Jack opened his eyes. “Do you also know that the gas is heavier than air? That it finds the lowest level it can? It will start off in their tunnels and then seep into ours—”
“Through the earth?” The sergeant’s disbelief was thick in his voice—doubt, mockery.
“No,” Jack said patiently. “Through the places where the tunnels come close to one another.
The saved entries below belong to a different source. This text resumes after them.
//! The batch automaton as a pure transition function.
//!
//! [`step`] never performs I/O. It returns the destination phase and the
//! effects the driver must execute to enter it.

use serde::{Deserialize, Serialize};
use std::fmt;

/// Controller phase.
#[derive(Debug, Clone, Copy, Default, PartialEq, Eq, Hash, Serialize, Deserialize)]
#[serde(rename_all = "snake_case")]
pub enum Phase {
    #[default]
    Idle,
    WaitingForFragments,
    CheckingFragments,
    PreparingBatch,
    PreparingFinalBatch,
    PreparingJob,
    LaunchingJob,
    Cleanup,
}

impl Phase {
    pub const ALL: [Phase; 8] = [
        Phase::Idle,
        Phase::WaitingForFragments,
        Phase::CheckingFragments,
        Phase::PreparingBatch,
        Phase::PreparingFinalBatch,
        Phase::PreparingJob,
        Phase::LaunchingJob,
        Phase::Cleanup,
    ];

    pub fn as_str(&self) -> &'static str {
        match self {
            Phase::Idle => "idle",
            Phase::WaitingForFragments => "waiting_for_fragments",
            Phase::CheckingFragments => "checking_fragments",
            Phase::PreparingBatch => "preparing_batch",
            Phase::PreparingFinalBatch => "preparing_final_batch",
            Phase::PreparingJob => "preparing_job",
            Phase::LaunchingJob => "launching_job",
            Phase::Cleanup => "cleanup",
        }
    }

    /// Stable numeric code, exported as a gauge.
    pub fn code(&self) -> i64 {
        match self {
            Phase::Idle => 0,
            Phase::WaitingForFragments => 1,
            Phase::CheckingFragments => 2,
            Phase::PreparingBatch => 3,
            Phase::PreparingFinalBatch => 4,
            Phase::PreparingJob => 5,
            Phase::LaunchingJob => 6,
            Phase::Cleanup => 7,
        }
    }
}

impl fmt::Display for Phase {
    fn fmt(&self, f: &mut fmt::Formatter<'_>) -> fmt::Result {
        f.write_str(self.as_str())
    }
}

/// Event fed into the automaton by the driver.
#[derive(Debug, Clone, Copy, PartialEq, Eq, Hash, Serialize, Deserialize)]
#[serde(rename_all = "snake_case")]
pub enum Trigger {
    LookForRun,
    Poll,
    Evaluate,
    PrepareJob,
    Launch,
    Advance,
    Finish,
}

impl Trigger {
    /// Triggers fired once per cycle while a run is active, in order.
    pub const ACTIVE_CYCLE: [Trigger; 6] = [
        Trigger::Poll,
        Trigger::Evaluate,
        Trigger::PrepareJob,
        Trigger::Launch,
        Trigger::Advance,
        Trigger::Finish,
    ];
}

/// Guard values, computed by the driver before each trigger.
#[derive(Debug, Clone, Copy, Default, PartialEq, Eq)]
pub struct Guards {
    /// Run detection found a run that is not finalized yet.
    pub new_run: bool,
    /// At least one fragment is waiting for dispatch.
    pub fragments_pending: bool,
    /// The pending fragments satisfy the batch threshold.
    pub enough_fragments: bool,
    /// The probe last reported the run as active.
    pub run_active: bool,
    /// The run deadline has passed.
    pub timed_out: bool,
    /// The final batch has been staged.
    pub final_batch: bool,
}

/// Side effect of entering (or leaving) a phase.
#[derive(Debug, Clone, Copy, PartialEq, Eq)]
pub enum Effect {
    /// Clear all per-run state and reload toolchain parameters.
    Reset,
    /// Adopt the detected run and make sure its start marker exists.
    StartRun,
    AnnounceWaiting,
    /// List the watched location, refresh run status and classify.
    PollAndClassify,
    /// Validate pending fragments and stage them as the next batch.
    PrepareBatch { terminal: bool },
    /// Render the staged batch into a job and clear pending fragments.
    RenderJob,
    /// Start the rendered job and move the batch into `dispatched`.
    LaunchJob,
    /// Write run summaries and remember the run as finalized.
    Finalize,
}

impl Effect {
    /// Label used when reporting a failed effect.
    pub fn stage(&self) -> &'static str {
        match self {
            Effect::Reset => "reset",
            Effect::StartRun => "start_run",
            Effect::AnnounceWaiting => "announce",
            Effect::PollAndClassify => "poll",
            Effect::PrepareBatch { .. } => "prepare",
            Effect::RenderJob => "render",
            Effect::LaunchJob => "launch",
            Effect::Finalize => "finalize",
        }
    }
}

/// Result of one automaton step.
#[derive(Debug, Clone, PartialEq, Eq)]
pub struct Transition {
    pub from: Phase,
    pub to: Phase,
    pub effects: Vec<Effect>,
}

impl Transition {
    fn stay(phase: Phase) -> Self {
        Self {
            from: phase,
            to: phase,
            effects: Vec::new(),
        }
    }

    fn to(from: Phase, to: Phase, effects: Vec<Effect>) -> Self {
        Self { from, to, effects }
    }

    /// Whether the trigger was ignored.
    pub fn is_noop(&self) -> bool {
        self.from == self.to && self.effects.is_empty()
    }
}

/// Apply `trigger` in `phase`.
///
/// Triggers that do not apply to the current phase leave it unchanged with
/// no effects, so a driver can fire a fixed trigger sequence every cycle.
pub fn step(phase: Phase, trigger: Trigger, guards: &Guards) -> Transition {
    use Phase::*;

    match (phase, trigger) {
        (Idle, Trigger::LookForRun) if guards.new_run => Transition::to(
            Idle,
            WaitingForFragments,
            vec![Effect::StartRun, Effect::AnnounceWaiting],
        ),
        (WaitingForFragments, Trigger::Poll) => {
            Transition::to(phase, CheckingFragments, vec![Effect::PollAndClassify])
        }
        (CheckingFragments, Trigger::Evaluate) => {
            if guards.fragments_pending && guards.enough_fragments {
                Transition::to(phase, PreparingBatch, vec![Effect::PrepareBatch { terminal: false }])
            } else if guards.run_active && !guards.timed_out {
                Transition::to(phase, WaitingForFragments, vec![Effect::AnnounceWaiting])
            } else {
                Transition::to(phase, PreparingFinalBatch, vec![Effect::PrepareBatch { terminal: true }])
            }
        }
        (PreparingBatch | PreparingFinalBatch, Trigger::PrepareJob) => {
            Transition::to(phase, PreparingJob, vec![Effect::RenderJob])
        }
        (PreparingJob, Trigger::Launch) => Transition::to(phase, LaunchingJob, vec![Effect::LaunchJob]),
        (LaunchingJob, Trigger::Advance) => {
            let effects = if guards.final_batch {
                vec![Effect::Finalize]
            } else {
                Vec::new()
            };
            Transition::to(phase, Cleanup, effects)
        }
        (Cleanup, Trigger::Finish) if guards.final_batch => {
            Transition::to(phase, Idle, vec![Effect::Reset])
        }
        (Cleanup, Trigger::Finish) => {
            Transition::to(phase, WaitingForFragments, vec![Effect::AnnounceWaiting])
        }
        _ => Transition::stay(phase),
    }
}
Through the walls that are so thin in places, we can hear them talking to one another as if there were just a piece of plaster board between us and them. Sometimes we accidentally break into one of their tunnels, or they do into one of ours. If he lets the gas go in one of theirs, you can bet your last penny it will end up in ours, too. Would you like to be trapped underground in a dark, narrow tunnel where you have to stoop to miss hitting the roof and carry a lantern to see where you are going—there’s no light underground, Sergeant. Absolutely none at all. Then smell gas? Would you?”
“Oh, sweet Jesus.” The sergeant crossed himself, his face pasty white.
“So which way did he go?” Jack repeated.
“You’re not . . . going down there after him? You can’t!”
“No, I’m just going to let it happen,” Jack snapped. He could not bear to think about it and then do it. He could do it only if he thought about something else.
The sergeant grunted without saying anything else.
Jack went straight to the camouflaged entrance of the nearest tunnel. To his mind, it seemed the most likely one for Richards to have found. Although the thought that the boy had stumbled across it so quickly was worrying. It was obviously not as well hidden as he had believed. Something to pay attention to another time.
He pulled back the sacking over the entrance and went in, letting it fall back into place after him, concealing it again. He shone his lantern ahead of him. The corridor was long and low, rising at the end until the way forward became invisible. His eyes would get used to it. He breathed in slowly. Even now, the smell of wet earth almost suffocated him. It brought back too many memories, going far into his childhood and time spent with his father down the coal mines of Durham County, in the mining village where Jack was born. He could remember the huge, ragged wind-torn skies, the endless views from the moors, and place names that haunted you, like Pity Me. Mining country.